■ Task description ■
Retype the material exactly, ending with the line containing "pub type FormValidator".

■ Record extracts ■
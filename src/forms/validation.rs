//! Field validation
//!
//! Rules run in a fixed order and the first failure wins:
//!
//! 1. disabled fields are always valid
//! 2. required + empty -> "<label> is required"
//! 3. empty and not required -> valid, nothing else runs
//! 4. English-only character set
//! 5. Arabic-only character set
//! 6. email shape
//! 7. number parse, then `min` / `max`
//! 8. `pattern`
//! 9. `min_length` / `max_length`
//! 10. `custom` predicate, last
//!
//! Image fields only go through rules 1-3 here; the file itself is checked by
//! [`validate_image_file`]. Repeatable groups have their own rule,
//! [`validate_repeatable_items`].

use lazy_static::lazy_static;
use regex::Regex;
use serde::{Deserialize, Serialize};
use std::fmt;

use super::messages;
use super::schema::{
    CharacterSet, FieldDescriptor, FieldKind, FormSchema, ImageConstraints, RepeatableGroupConfig,
};
use super::value::{FieldValue, FileUpload, FormValues, RepeatableGroupItem};

/// Punctuation allowed alongside either character set
const PUNCTUATION: &str = r##"\s\-_.,!?@#$%^&*()+=<>\[\]{}|\\:;"'`~"##;

lazy_static! {
    static ref ENGLISH_ONLY: Regex =
        Regex::new(&format!(r"^[A-Za-z0-9{}]*$", PUNCTUATION)).expect("english charset regex");
    static ref ARABIC_ONLY: Regex =
        Regex::new(&format!(r"^[\x{{0600}}-\x{{06FF}}0-9{}]*$", PUNCTUATION))
            .expect("arabic charset regex");
    static ref EMAIL: Regex = Regex::new(r"^[^\s@]+@[^\s@]+\.[^\s@]+$").expect("email regex");
}

/// An error attached to one field (or one sub-record path)
#[derive(Clone, Debug, PartialEq, Eq, Serialize, Deserialize)]
pub struct ValidationError {
    pub field: String,
    pub message: String,
}

impl ValidationError {
    pub fn new(field: impl Into<String>, message: impl Into<String>) -> Self {
        Self {
            field: field.into(),
            message: message.into(),
        }
    }
}

impl fmt::Display for ValidationError {
    fn fmt(&self, f: &mut fmt::Formatter<'_>) -> fmt::Result {
        write!(f, "{}: {}", self.field, self.message)
    }
}

/// Whole-form check run after the per-field rules
pub type FormValidator = dyn Fn(&FormValues) -> Vec<ValidationError>;

/// Validate one value against its descriptor's static `required` flag
pub fn validate_field(field: &FieldDescriptor, value: &FieldValue) -> Option<String> {
    check(field, field.required, value)
}

/// Validate one value with `required_when` resolved against the whole form
pub fn validate_field_in(
    field: &FieldDescriptor,
    value: &FieldValue,
    values: &FormValues,
) -> Option<String> {
    check(field, field.is_required(values), value)
}

fn check(field: &FieldDescriptor, required: bool, value: &FieldValue) -> Option<String> {
    if field.disabled {
        return None;
    }

    if let FieldKind::RepeatableGroup(config) = &field.kind {
        let items = value.as_items().unwrap_or(&[]);
        return validate_repeatable_items(field, config, items)
            .into_iter()
            .next()
            .map(|e| e.message);
    }

    if value.is_empty() {
        return required.then(|| messages::required(&field.label));
    }

    if let FieldKind::Image(constraints) = &field.kind {
        // Stored URLs are trusted, committed files are re-checked
        return match value {
            FieldValue::File(file) => validate_image_file(constraints, file),
            _ => None,
        };
    }

    let rules = &field.validation;
    let text = value.as_text();

    match rules.character_set {
        Some(CharacterSet::EnglishOnly) if !ENGLISH_ONLY.is_match(&text) => {
            return Some(messages::english_only(&field.label));
        }
        Some(CharacterSet::ArabicOnly) if !ARABIC_ONLY.is_match(&text) => {
            return Some(messages::arabic_only(&field.label));
        }
        _ => {}
    }

    if matches!(field.kind, FieldKind::Email) && !EMAIL.is_match(text.trim()) {
        return Some(messages::invalid_email());
    }

    if matches!(field.kind, FieldKind::Number) {
        let number = match value {
            FieldValue::Number(n) => Some(*n),
            _ => text.trim().parse::<f64>().ok(),
        };
        let n = match number {
            Some(n) if n.is_finite() => n,
            _ => return Some(messages::not_a_number(&field.label)),
        };
        if let Some(min) = rules.min {
            if n < min {
                return Some(messages::below_min(&field.label, min));
            }
        }
        if let Some(max) = rules.max {
            if n > max {
                return Some(messages::above_max(&field.label, max));
            }
        }
    }

    if let Some(pattern) = &rules.pattern {
        let matched = match Regex::new(pattern) {
            Ok(re) => re.is_match(&text),
            Err(e) => {
                tracing::warn!(field = %field.name, "Pattern does not compile: {}", e);
                false
            }
        };
        if !matched {
            return Some(
                rules
                    .pattern_message
                    .clone()
                    .unwrap_or_else(messages::invalid_format),
            );
        }
    }

    let len = text.chars().count();
    if let Some(min) = rules.min_length {
        if len < min {
            return Some(messages::too_short(&field.label, min));
        }
    }
    if let Some(max) = rules.max_length {
        if len > max {
            return Some(messages::too_long(&field.label, max));
        }
    }

    rules.custom.as_ref().and_then(|rule| rule.check(value))
}
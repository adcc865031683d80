//! Schema-driven form engine
//!
//! Drives every CRUD screen of the dashboard from declarative descriptors:
//! - `schema`: field and section descriptors
//! - `validation`: per-field and whole-form rules
//! - `state`: the controller that owns form state
//! - `pagination`: remote option lists for paginated selects
//! - `repeatable`: nested sub-record lists (meal items)
//! - `render`: widget selection and display state for renderers

pub mod error;
pub mod messages;
pub mod pagination;
pub mod render;
pub mod repeatable;
pub mod schema;
pub mod state;
pub mod validation;
pub mod value;

pub use error::{FetchError, FormError};
pub use pagination::{Delay, Page, PageFetcher, PageQuery, PaginatedSelectAdapter, PaginationState};
pub use render::{CharacterCounter, FieldStatus, WidgetKind};
pub use repeatable::RepeatableList;
pub use schema::*;
pub use state::{FormListener, FormStateController, SubmitOutcome};
pub use validation::{
    validate_all, validate_field, validate_field_in, validate_image_file, FormValidator,
    ValidationError,
};
pub use value::{FieldValue, FileUpload, FormValues, Locale, LocalizedText, RepeatableGroupItem};

#[cfg(feature = "native")]
pub use pagination::TokioDelay;
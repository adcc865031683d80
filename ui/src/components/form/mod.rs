//! Schema-driven form widgets
//!
//! Every widget reads from and writes to one shared
//! [`FormStateController`](gymdash::forms::FormStateController) held in a
//! local signal; none of them keeps its own copy of the value.

pub mod error_banner;
pub mod fields;
pub mod generic_form;
pub mod image_field;
pub mod meal_items;
pub mod paginated_select;

use gymdash::forms::FormStateController;
use leptos::prelude::*;

/// Shared controller handle passed down to every widget
pub type FormSignal = RwSignal<FormStateController, LocalStorage>;

pub use generic_form::GenericUpdateForm;
impl FormSchema {
    pub fn new(sections: Vec<FormSection>) -> Self {
        Self { sections }
    }

    /// Build from field rows plus a parallel array of section headers
    pub fn from_rows(
        rows: Vec<Vec<FieldDescriptor>>,
        headers: Vec<SectionHeader>,
    ) -> Result<Self, FormError> {
        if rows.len() != headers.len() {
            return Err(FormError::SectionMismatch {
                rows: rows.len(),
                sections: headers.len(),
            });
        }
        let sections = rows
            .into_iter()
            .zip(headers)
            .map(|(fields, header)| FormSection { header, fields })
            .collect();
        let schema = Self { sections };
        schema.validate()?;
        Ok(schema)
    }

    /// Load a schema file, dispatching on the extension (json, yaml/yml, toml)
    pub fn from_path(path: impl AsRef<Path>) -> Result<Self, FormError> {
        let path = path.as_ref();
        let content = std::fs::read_to_string(path)?;
        let schema: FormSchema = match path.extension().and_then(|e| e.to_str()) {
            Some("yaml") | Some("yml") => serde_yaml::from_str(&content)?,
            Some("toml") => toml::from_str(&content)?,
            _ => serde_json::from_str(&content)?,
        };
        schema.validate()?;
        Ok(schema)
    }

    /// All fields in render order
    pub fn fields(&self) -> impl Iterator<Item = &FieldDescriptor> {
        self.sections.iter().flat_map(|s| s.fields.iter())
    }

    pub fn field(&self, name: &str) -> Option<&FieldDescriptor> {
        self.fields().find(|f| f.name == name)
    }

    pub fn field_mut(&mut self, name: &str) -> Option<&mut FieldDescriptor> {
        self.sections
            .iter_mut()
            .flat_map(|s| s.fields.iter_mut())
            .find(|f| f.name == name)
    }

    pub fn has_repeatable_group(&self) -> bool {
        self.fields()
            .any(|f| matches!(f.kind, FieldKind::RepeatableGroup(_)))
    }

    /// Check name uniqueness and that every pattern compiles
    pub fn validate(&self) -> Result<(), FormError> {
        let mut seen: HashMap<&str, usize> = HashMap::new();
        for (idx, section) in self.sections.iter().enumerate() {
            for field in &section.fields {
                if let Some(first) = seen.insert(field.name.as_str(), idx) {
                    return Err(FormError::DuplicateField {
                        name: field.name.clone(),
                        first,
                        second: idx,
                    });
                }
                if let Some(pattern) = &field.validation.pattern {
                    regex::Regex::new(pattern).map_err(|e| FormError::InvalidPattern {
                        field: field.name.clone(),
                        reason: e.to_string(),
                    })?;
                }
            }
        }
        Ok(())
    }

    /// Initial data merged over the per-kind defaults of every field
    pub fn seed_values(&self, initial: &FormValues) -> FormValues {
        let mut values: FormValues = self
            .fields()
            .map(|f| (f.name.clone(), f.kind.default_value()))
            .collect();
        for (name, value) in initial {
            values.insert(name.clone(), value.clone());
        }
        values
    }
}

■ Result below ■
filename src/forms/validation.rs
//! Field validation
//!
//! Rules run in a fixed order and the first failure wins:
//!
//! 1. disabled fields are always valid
//! 2. required + empty -> "<label> is required"
//! 3. empty and not required -> valid, nothing else runs
//! 4. English-only character set
//! 5. Arabic-only character set
//! 6. email shape
//! 7. number parse, then `min` / `max`
//! 8. `pattern`
//! 9. `min_length` / `max_length`
//! 10. `custom` predicate, last
//!
//! Image fields only go through rules 1-3 here; the file itself is checked by
//! [`validate_image_file`]. Repeatable groups have their own rule,
//! [`validate_repeatable_items`].

use lazy_static::lazy_static;
use regex::Regex;
use serde::{Deserialize, Serialize};
use std::fmt;

use super::messages;
use super::schema::{
    CharacterSet, FieldDescriptor, FieldKind, FormSchema, ImageConstraints, RepeatableGroupConfig,
};
use super::value::{FieldValue, FileUpload, FormValues, RepeatableGroupItem};

/// Punctuation allowed alongside either character set
const PUNCTUATION: &str = r##"\s\-_.,!?@#$%^&*()+=<>\[\]{}|\\:;"'`~"##;

lazy_static! {
    static ref ENGLISH_ONLY: Regex =
        Regex::new(&format!(r"^[A-Za-z0-9{}]*$", PUNCTUATION)).expect("english charset regex");
    static ref ARABIC_ONLY: Regex =
        Regex::new(&format!(r"^[\x{{0600}}-\x{{06FF}}0-9{}]*$", PUNCTUATION))
            .expect("arabic charset regex");
    static ref EMAIL: Regex = Regex::new(r"^[^\s@]+@[^\s@]+\.[^\s@]+$").expect("email regex");
}

/// An error attached to one field (or one sub-record path)
#[derive(Clone, Debug, PartialEq, Eq, Serialize, Deserialize)]
pub struct ValidationError {
    pub field: String,
    pub message: String,
}

impl ValidationError {
    pub fn new(field: impl Into<String>, message: impl Into<String>) -> Self {
        Self {
            field: field.into(),
            message: message.into(),
        }
    }
}

impl fmt::Display for ValidationError {
    fn fmt(&self, f: &mut fmt::Formatter<'_>) -> fmt::Result {
        write!(f, "{}: {}", self.field, self.message)
    }
}

/// Whole-form check run after the per-field rules
pub type FormValidator = dyn Fn(&FormValues) -> Vec<ValidationError>;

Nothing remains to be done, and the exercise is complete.